Validate OPC UA Address Spaces Before Integration
An OPC UA server can be reachable, browsable, and able to return values while its address space is still modeled incorrectly. A mandatory component may be missing, a Variable may use the wrong DataType, or a node may appear at the wrong place in the hierarchy. These problems are easy to overlook in a client browser, but they often surface later when another application relies on the information model instead of only reading individual NodeIds.
OpcUaAddressSpaceChecker is a .NET global tool that detects these structural problems directly on a running OPC UA server.
Why Address Space Validation Matters
OPC UA information models are contracts. A TypeDefinition describes which children an instance must or may expose, their BrowseNames, NodeClasses, DataTypes, references, and ModellingRules. Companion specifications build on these contracts so that clients can understand a device without vendor-specific configuration.
A server implementation may violate that contract even though basic smoke tests pass. Typical examples include:
- a mandatory child declared by a type is absent;
- an Object or Variable has no TypeDefinition;
- a Property is linked with
HasComponentinstead ofHasProperty; - a Variable has an incompatible DataType or ValueRank;
- a nested declaration is exposed directly below the instance instead of at its defined BrowsePath;
- an instance uses an abstract type;
- companion-specification entry points or grouping objects are placed incorrectly.
Such issues reduce interoperability. Generic clients, code generators, analytics pipelines, and digital-twin integrations cannot safely infer the intended semantics. Finding the problem during server development is much cheaper than debugging it in an integration environment.
How the Checker Works
The checker connects to the endpoint, browses the address space, and compares Object and Variable instances with their type declarations. By default, it reads the type model from the server’s standard Types folder. This makes the first validation run simple and also checks the model actually exposed by the server.
For servers that do not expose enough type information, one or more NodeSet2 files can be supplied as an explicit type-model override. This is useful when validating against a companion specification or a model used during development.

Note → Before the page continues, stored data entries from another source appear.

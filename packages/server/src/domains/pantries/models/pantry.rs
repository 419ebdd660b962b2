use anyhow::Result;
use chrono::{DateTime, Utc};
use serde::{Deserialize, Serialize};
use sqlx::PgPool;
use uuid::Uuid;

use crate::common::{CitySummary, GeoPoint};

/// Default eligibility text when a source lists no restrictions.
pub const OPEN_TO_ALL: &str = "Open to all - no restrictions listed";

/// Operational status of a pantry.
#[derive(Debug, Clone, Copy, PartialEq, Eq, Serialize, Deserialize)]
#[serde(rename_all = "SCREAMING_SNAKE_CASE")]
pub enum PantryStatus {
    Open,
    Closed,
    Waitlist,
    Unknown,
}

impl PantryStatus {
    pub fn as_str(&self) -> &'static str {
        match self {
            PantryStatus::Open => "OPEN",
            PantryStatus::Closed => "CLOSED",
            PantryStatus::Waitlist => "WAITLIST",
            PantryStatus::Unknown => "UNKNOWN",
        }
    }

    /// Coerce a loose string to the enum; anything unrecognized is Unknown.
    pub fn parse(value: &str) -> Self {
        match value.trim().to_ascii_uppercase().as_str() {
            "OPEN" => PantryStatus::Open,
            "CLOSED" => PantryStatus::Closed,
            "WAITLIST" => PantryStatus::Waitlist,
            _ => PantryStatus::Unknown,
        }
    }
}

/// Canonical enriched pantry record (one row in `pantries`).
///
/// `place_id` is the upsert key; `latitude`/`longitude` feed the haversine
/// radius queries.
#[derive(Debug, Clone, Serialize, Deserialize, sqlx::FromRow)]
pub struct Pantry {
    pub id: Uuid,
    pub place_id: Option<String>,
    pub name: String,
    pub address: Option<String>,
    pub city: Option<String>,
    pub state: Option<String>,
    pub latitude: f64,
    pub longitude: f64,
    pub status: String, // 'OPEN', 'CLOSED', 'WAITLIST', 'UNKNOWN'
    pub hours_notes: Option<String>,
    pub hours_today: Option<String>,
    pub eligibility_rules: Vec<String>,
    pub is_id_required: bool,
    pub residency_req: Option<String>,
    pub special_notes: Option<String>,
    pub confidence: i32,
    pub source_url: Option<String>,
    pub scrape_method: Option<String>,
    pub scraped_at: Option<DateTime<Utc>>,
    pub last_updated: DateTime<Utc>,
}

impl Pantry {
    /// Coordinates as a `(longitude, latitude)` pair, GeoJSON order.
    pub fn point(&self) -> (f64, f64) {
        (self.longitude, self.latitude)
    }

    pub fn status(&self) -> PantryStatus {
        PantryStatus::parse(&self.status)
    }
}

/// A validated record ready for storage (everything except the row identity).
#[derive(Debug, Clone, Serialize, Deserialize)]
pub struct PantryDraft {
    pub place_id: Option<String>,
    pub name: String,
    pub address: Option<String>,
    pub city: Option<String>,
    pub state: Option<String>,
    pub latitude: f64,
    pub longitude: f64,
    pub status: PantryStatus,
    pub hours_notes: Option<String>,
    pub hours_today: Option<String>,
    pub eligibility_rules: Vec<String>,
    pub is_id_required: bool,
    pub residency_req: Option<String>,
    pub special_notes: Option<String>,
    pub confidence: i32,
    pub source_url: Option<String>,
    pub scrape_method: Option<String>,
    pub scraped_at: Option<DateTime<Utc>>,
}

/// A pantry plus its distance from a query point.
#[derive(Debug, Clone, Serialize, sqlx::FromRow)]
pub struct NearbyPantry {
    #[sqlx(flatten)]
    #[serde(flatten)]
    pub pantry: Pantry,
    pub distance_m: f64,
}

impl Pantry {
    pub async fn find_by_id(id: Uuid, pool: &PgPool) -> Result<Option<Self>> {
        let pantry = sqlx::query_as::<_, Self>("SELECT * FROM pantries WHERE id = $1")
            .bind(id)
            .fetch_optional(pool)
            .await?;
        Ok(pantry)
    }

    pub async fn find_by_place_id(place_id: &str, pool: &PgPool) -> Result<Option<Self>> {
        let pantry = sqlx::query_as::<_, Self>("SELECT * FROM pantries WHERE place_id = $1")
            .bind(place_id)
            .fetch_optional(pool)
            .await?;
        Ok(pantry)
    }

    /// Insert-or-update keyed by `place_id`.
    ///
    /// Concurrent upserts for the same place converge via the unique index.
    /// A stored value is never replaced with null; a places-only re-run never
    /// downgrades the confidence of an enriched row; `last_updated` only
    /// moves forward.
    pub async fn upsert(draft: &PantryDraft, pool: &PgPool) -> Result<Self> {
        let pantry = sqlx::query_as::<_, Self>(
            r#"
            INSERT INTO pantries (
                id, place_id, name, address, city, state, latitude, longitude,
                status, hours_notes, hours_today, eligibility_rules, is_id_required,
                residency_req, special_notes, confidence, source_url, scrape_method,
                scraped_at, last_updated
            )
            VALUES ($1, $2, $3, $4, $5, $6, $7, $8, $9, $10, $11, $12, $13, $14, $15, $16, $17, $18, $19, now())
            ON CONFLICT (place_id) DO UPDATE SET
                name = EXCLUDED.name,
                address = COALESCE(EXCLUDED.address, pantries.address),
                city = COALESCE(EXCLUDED.city, pantries.city),
                state = COALESCE(EXCLUDED.state, pantries.state),
                latitude = EXCLUDED.latitude,
                longitude = EXCLUDED.longitude,
                status = CASE WHEN EXCLUDED.status <> 'UNKNOWN' THEN EXCLUDED.status ELSE pantries.status END,
                hours_notes = COALESCE(EXCLUDED.hours_notes, pantries.hours_notes),
                hours_today = COALESCE(EXCLUDED.hours_today, pantries.hours_today),
                eligibility_rules = EXCLUDED.eligibility_rules,
                is_id_required = EXCLUDED.is_id_required,
                residency_req = COALESCE(EXCLUDED.residency_req, pantries.residency_req),
                special_notes = COALESCE(EXCLUDED.special_notes, pantries.special_notes),
                confidence = CASE
                    WHEN EXCLUDED.source_url IS NULL THEN GREATEST(pantries.confidence, EXCLUDED.confidence)
                    ELSE EXCLUDED.confidence
                END,
                source_url = COALESCE(EXCLUDED.source_url, pantries.source_url),
                scrape_method = COALESCE(EXCLUDED.scrape_method, pantries.scrape_method),
                scraped_at = COALESCE(EXCLUDED.scraped_at, pantries.scraped_at),
                last_updated = now()
            RETURNING *
            "#,
        )
        .bind(Uuid::new_v4())
        .bind(&draft.place_id)
        .bind(&draft.name)
        .bind(&draft.address)
        .bind(&draft.city)
        .bind(&draft.state)
        .bind(draft.latitude)
        .bind(draft.longitude)
        .bind(draft.status.as_str())
        .bind(&draft.hours_notes)
        .bind(&draft.hours_today)
        .bind(&draft.eligibility_rules)
        .bind(draft.is_id_required)
        .bind(&draft.residency_req)
        .bind(&draft.special_notes)
        .bind(draft.confidence)
        .bind(&draft.source_url)
        .bind(&draft.scrape_method)
        .bind(draft.scraped_at)
        .fetch_one(pool)
        .await?;
        Ok(pantry)
    }

    /// Which of the given provider ids already have rows.
    pub async fn existing_place_ids(place_ids: &[String], pool: &PgPool) -> Result<Vec<String>> {
        let rows: Vec<(String,)> = sqlx::query_as(
            "SELECT place_id FROM pantries WHERE place_id = ANY($1)",
        )
        .bind(place_ids)
        .fetch_all(pool)
        .await?;
        Ok(rows.into_iter().map(|(id,)| id).collect())
    }

    pub async fn count_within_radius(
        center: GeoPoint,
        radius_m: f64,
        pool: &PgPool,
    ) -> Result<i64> {
        let (count,): (i64,) = sqlx::query_as(
            "SELECT COUNT(*) FROM pantries
             WHERE haversine_distance($1, $2, latitude, longitude) <= $3",
        )
        .bind(center.lat)
        .bind(center.lng)
        .bind(radius_m / 1000.0)
        .fetch_one(pool)
        .await?;
        Ok(count)
    }

    /// Pantries within the radius, closest first.
    ///
    /// Uses the haversine_distance SQL function (kilometers).
    pub async fn nearby(
        center: GeoPoint,
        max_distance_m: f64,
        limit: i64,
        pool: &PgPool,
    ) -> Result<Vec<NearbyPantry>> {
        let pantries = sqlx::query_as::<_, NearbyPantry>(
            r#"
            SELECT *,
                   haversine_distance($1, $2, latitude, longitude) * 1000.0 AS distance_m
            FROM pantries
            WHERE haversine_distance($1, $2, latitude, longitude) <= $3
            ORDER BY distance_m ASC
            LIMIT $4
            "#,
        )
        .bind(center.lat)
        .bind(center.lng)
        .bind(max_distance_m / 1000.0)
        .bind(limit)
        .fetch_all(pool)
        .await?;
        Ok(pantries)
    }

    pub async fn list(
        city: Option<&str>,
        state: Option<&str>,
        pool: &PgPool,
    ) -> Result<Vec<Self>> {
        let pantries = sqlx::query_as::<_, Self>(
            r#"
            SELECT * FROM pantries
            WHERE ($1::text IS NULL OR city ILIKE $1)
              AND ($2::text IS NULL OR state ILIKE $2)
            ORDER BY city NULLS LAST, name
            "#,
        )
        .bind(city)
        .bind(state)
        .fetch_all(pool)
        .await?;
        Ok(pantries)
    }

    /// Distinct cities with pantry counts and an averaged center point.
    pub async fn cities(pool: &PgPool) -> Result<Vec<CitySummary>> {
        let rows: Vec<(String, String, i64, f64, f64)> = sqlx::query_as(
            r#"
            SELECT city, state, COUNT(*) AS count,
                   AVG(latitude) AS lat, AVG(longitude) AS lng
            FROM pantries
            WHERE city IS NOT NULL AND state IS NOT NULL
            GROUP BY city, state
            ORDER BY count DESC, city
            "#,
        )
        .fetch_all(pool)
        .await?;

        Ok(rows
            .into_iter()
            .map(|(city, state, count, lat, lng)| CitySummary {
                city,
                state,
                count,
                center: GeoPoint::new(lat, lng),
            })
            .collect())
    }
}

#[cfg(test)]
mod tests {
    use super::*;

    #[test]
    fn status_parse_is_lenient() {
        assert_eq!(PantryStatus::parse("open"), PantryStatus::Open);
        assert_eq!(PantryStatus::parse(" WAITLIST "), PantryStatus::Waitlist);
        assert_eq!(PantryStatus::parse("permanently closed"), PantryStatus::Unknown);
        assert_eq!(PantryStatus::parse(""), PantryStatus::Unknown);
    }

    #[test]
    fn status_round_trips_as_str() {
        for status in [
            PantryStatus::Open,
            PantryStatus::Closed,
            PantryStatus::Waitlist,
            PantryStatus::Unknown,
        ] {
            assert_eq!(PantryStatus::parse(status.as_str()), status);
        }
    }

    #[test]
    fn point_is_lng_lat_order() {
        let pantry = Pantry {
            id: Uuid::new_v4(),
            place_id: Some("p1".into()),
            name: "Test".into(),
            address: None,
            city: None,
            state: None,
            latitude: 39.7,
            longitude: -104.9,
            status: "OPEN".into(),
            hours_notes: None,
            hours_today: None,
            eligibility_rules: vec![OPEN_TO_ALL.into()],
            is_id_required: false,
            residency_req: None,
            special_notes: None,
            confidence: 5,
            source_url: None,
            scrape_method: None,
            scraped_at: None,
            last_updated: Utc::now(),
        };
        assert_eq!(pantry.point(), (-104.9, 39.7));
    }
}
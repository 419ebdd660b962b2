//! Per-candidate ingestion: Scraper → Extractor → Validator.
//!
//! Fail-soft by construction: a scrape or extraction failure degrades to a
//! places-only record instead of surfacing an error. Only structural problems
//! (no name, no coordinates) drop a candidate.

use chrono::Utc;
use tokio_util::sync::CancellationToken;
use tracing::{debug, warn};

use crate::common::PlaceCandidate;
use crate::domains::pantries::models::PantryDraft;
use crate::kernel::{ScrapeFailure, ServerDeps};

use super::extractor::{self, ExtractedFields};
use super::validator::{self, RawPantry};

/// Provenance tag for records enriched by the local scraper.
const SCRAPE_METHOD: &str = "simple_scraper";

const PLACES_ONLY_NOTE: &str = "Limited info — places-only";

/// Result of running one candidate through the pipeline.
#[derive(Debug)]
pub enum IngestOutcome {
    /// Scrape and extraction both succeeded.
    Enriched(PantryDraft),
    /// Website absent or scrape/extraction failed; record built from places
    /// fields only.
    PlacesOnly(PantryDraft),
    /// Structural error: nothing storable could be built.
    Dropped { url: Option<String>, reason: String },
    /// The job was cancelled while this candidate was in flight.
    Cancelled,
}

/// Run one candidate through scrape → extract → validate.
///
/// Honors the job's cancellation token at every suspension point; an
/// in-flight scrape or extraction is interrupted, not awaited.
pub async fn ingest_candidate(
    deps: &ServerDeps,
    candidate: &PlaceCandidate,
    cancel: &CancellationToken,
) -> IngestOutcome {
    if candidate.name.trim().is_empty() {
        return IngestOutcome::Dropped {
            url: candidate.website.clone(),
            reason: "candidate has no name".to_string(),
        };
    }
    if !candidate.lat.is_finite() || !candidate.lng.is_finite() {
        return IngestOutcome::Dropped {
            url: candidate.website.clone(),
            reason: "candidate has no coordinates".to_string(),
        };
    }

    let Some(url) = candidate.website.clone() else {
        return IngestOutcome::PlacesOnly(places_only_draft(candidate));
    };

    // Scrape, bounded by the configured budget and the job token.
    let scrape = tokio::select! {
        _ = cancel.cancelled() => return IngestOutcome::Cancelled,
        result = tokio::time::timeout(deps.discovery.scrape_timeout, deps.scraper.scrape(&url)) => {
            result.unwrap_or(Err(ScrapeFailure::Timeout))
        }
    };

    let markdown = match scrape {
        Ok(result) => result.markdown,
        Err(failure) => {
            debug!(url = %url, reason = %failure, "Scrape failed, falling back to places-only");
            return IngestOutcome::PlacesOnly(places_only_draft(candidate));
        }
    };

    // Extract, same discipline.
    let today = Utc::now().date_naive();
    let extracted = tokio::select! {
        _ = cancel.cancelled() => return IngestOutcome::Cancelled,
        result = tokio::time::timeout(
            deps.discovery.extract_timeout,
            extractor::extract_pantry_fields(deps.ai.as_ref(), &markdown, today),
        ) => {
            match result {
                Ok(inner) => inner,
                Err(_) => Err(extractor::ExtractionFailure::LlmError),
            }
        }
    };

    match extracted {
        Ok(fields) => IngestOutcome::Enriched(enriched_draft(candidate, fields, url)),
        Err(failure) => {
            warn!(url = %url, reason = %failure, "Extraction failed, falling back to places-only");
            IngestOutcome::PlacesOnly(places_only_draft(candidate))
        }
    }
}

fn enriched_draft(
    candidate: &PlaceCandidate,
    fields: ExtractedFields,
    source_url: String,
) -> PantryDraft {
    let (city, state) = parse_city_state(&candidate.formatted_address);
    validator::validate(RawPantry {
        place_id: Some(candidate.place_id.clone()),
        name: candidate.name.clone(),
        address: Some(candidate.formatted_address.clone()),
        city,
        state,
        latitude: candidate.lat,
        longitude: candidate.lng,
        status: fields.status,
        hours_notes: fields.hours_notes,
        hours_today: fields.hours_today,
        eligibility_rules: fields.eligibility_rules.unwrap_or_default(),
        is_id_required: fields.is_id_required,
        residency_req: fields.residency_req,
        special_notes: fields.special_notes,
        confidence: fields.confidence,
        source_url: Some(source_url),
        scrape_method: Some(SCRAPE_METHOD.to_string()),
        scraped_at: Some(Utc::now()),
    })
}

/// Record from places fields only: low confidence, unknown status.
pub fn places_only_draft(candidate: &PlaceCandidate) -> PantryDraft {
    let (city, state) = parse_city_state(&candidate.formatted_address);
    validator::validate(RawPantry {
        place_id: Some(candidate.place_id.clone()),
        name: candidate.name.clone(),
        address: Some(candidate.formatted_address.clone()),
        city,
        state,
        latitude: candidate.lat,
        longitude: candidate.lng,
        special_notes: Some(PLACES_ONLY_NOTE.to_string()),
        ..RawPantry::default()
    })
}

/// Pull city and state out of a provider-formatted US address
/// (e.g. "123 Main St, Denver, CO 80202, USA").
fn parse_city_state(formatted_address: &str) -> (Option<String>, Option<String>) {
    let parts: Vec<&str> = formatted_address
        .split(',')
        .map(str::trim)
        .filter(|p| !p.is_empty())
        .collect();

    for i in (1..parts.len()).rev() {
        let mut tokens = parts[i].split_whitespace();
        let Some(first) = tokens.next() else { continue };
        if first.len() == 2 && first.chars().all(|c| c.is_ascii_uppercase()) {
            let zip_ok = tokens
                .next()
                .map(|z| z.chars().all(|c| c.is_ascii_digit() || c == '-'))
                .unwrap_or(true);
            if zip_ok {
                return (Some(parts[i - 1].to_string()), Some(first.to_string()));
            }
        }
    }

    (None, None)
}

The validation includes generic OPC UA modeling rules and selected checks for companion specifications such as Device Integration, Machinery, and Pumps. The complete and current rule catalog is maintained in the project README.
Install and Run
Install the tool from NuGet:
dotnet tool install --global OpcUaAddressSpaceChecker
Then validate an anonymously accessible endpoint:
opcua-check-address-space --endpoint opc.tcp://localhost:4840
The console report is useful while developing a server because each finding identifies the affected node, violated rule, severity, and expected model structure.
To validate against explicit NodeSet2 models, pass the main model and a directory containing its dependencies:
opcua-check-address-space `
--endpoint opc.tcp://localhost:4840 `
--nodeset .\models\MyModel.NodeSet2.xml `
--nodeset-dir .\models\dependencies
The tool also supports username and certificate authentication as well as signed and encrypted endpoints. Credentials can be provided through environment variables or standard input so they do not have to appear in shell history or build logs.
Use It in Continuous Integration
Address space validation is especially valuable as an automated integration test. Start the server or simulator, wait until its OPC UA endpoint is available, and run the checker before publishing or deploying the server.
For example, create a SARIF report and fail the job when warnings or errors are found:
opcua-check-address-space `
--endpoint $env:OPCUA_ENDPOINT `
--output-format sarif `
--output address-space-results.sarif `
--severity-threshold warning
SARIF can be consumed by code-scanning tools, while JSON is convenient for custom automation. A Markdown report works well as a human-readable build artifact because it groups findings by namespace and includes links to the relevant OPC Foundation references.
The process exit code distinguishes validation findings from connection, model-loading, and command-line errors. This allows a pipeline to fail for the right reason instead of treating every unsuccessful run as the same problem.
A Practical Validation Workflow
Run the checker early against a development server and resolve errors that violate the type contract. Review warnings separately: an unexpected child might be a legitimate vendor extension, but it might also reveal a misplaced node or an incomplete type definition.
When a deviation is intentional, exclude only the relevant rule rather than disabling validation altogether. Keeping the remaining checks active preserves protection against regressions as the address space evolves.
For companion-specification implementations, combine the checker with a NodeSet2 export of the running server. The checker provides immediate, actionable findings, while the export remains useful for offline inspection, comparison, and sharing a reproducible model with other teams.
Conclusion
OPC UA interoperability depends on more than establishing a secure session and reading values. The address space itself must honor the contracts expressed by its types and companion specifications.
OpcUaAddressSpaceChecker turns those contracts into repeatable tests that can run on a developer machine or in CI. It helps find modeling defects where they originate: before clients, data pipelines, or customers have to compensate for them.
The tool is available on NuGet, and its source code, full usage reference, and rule catalog are available on GitHub.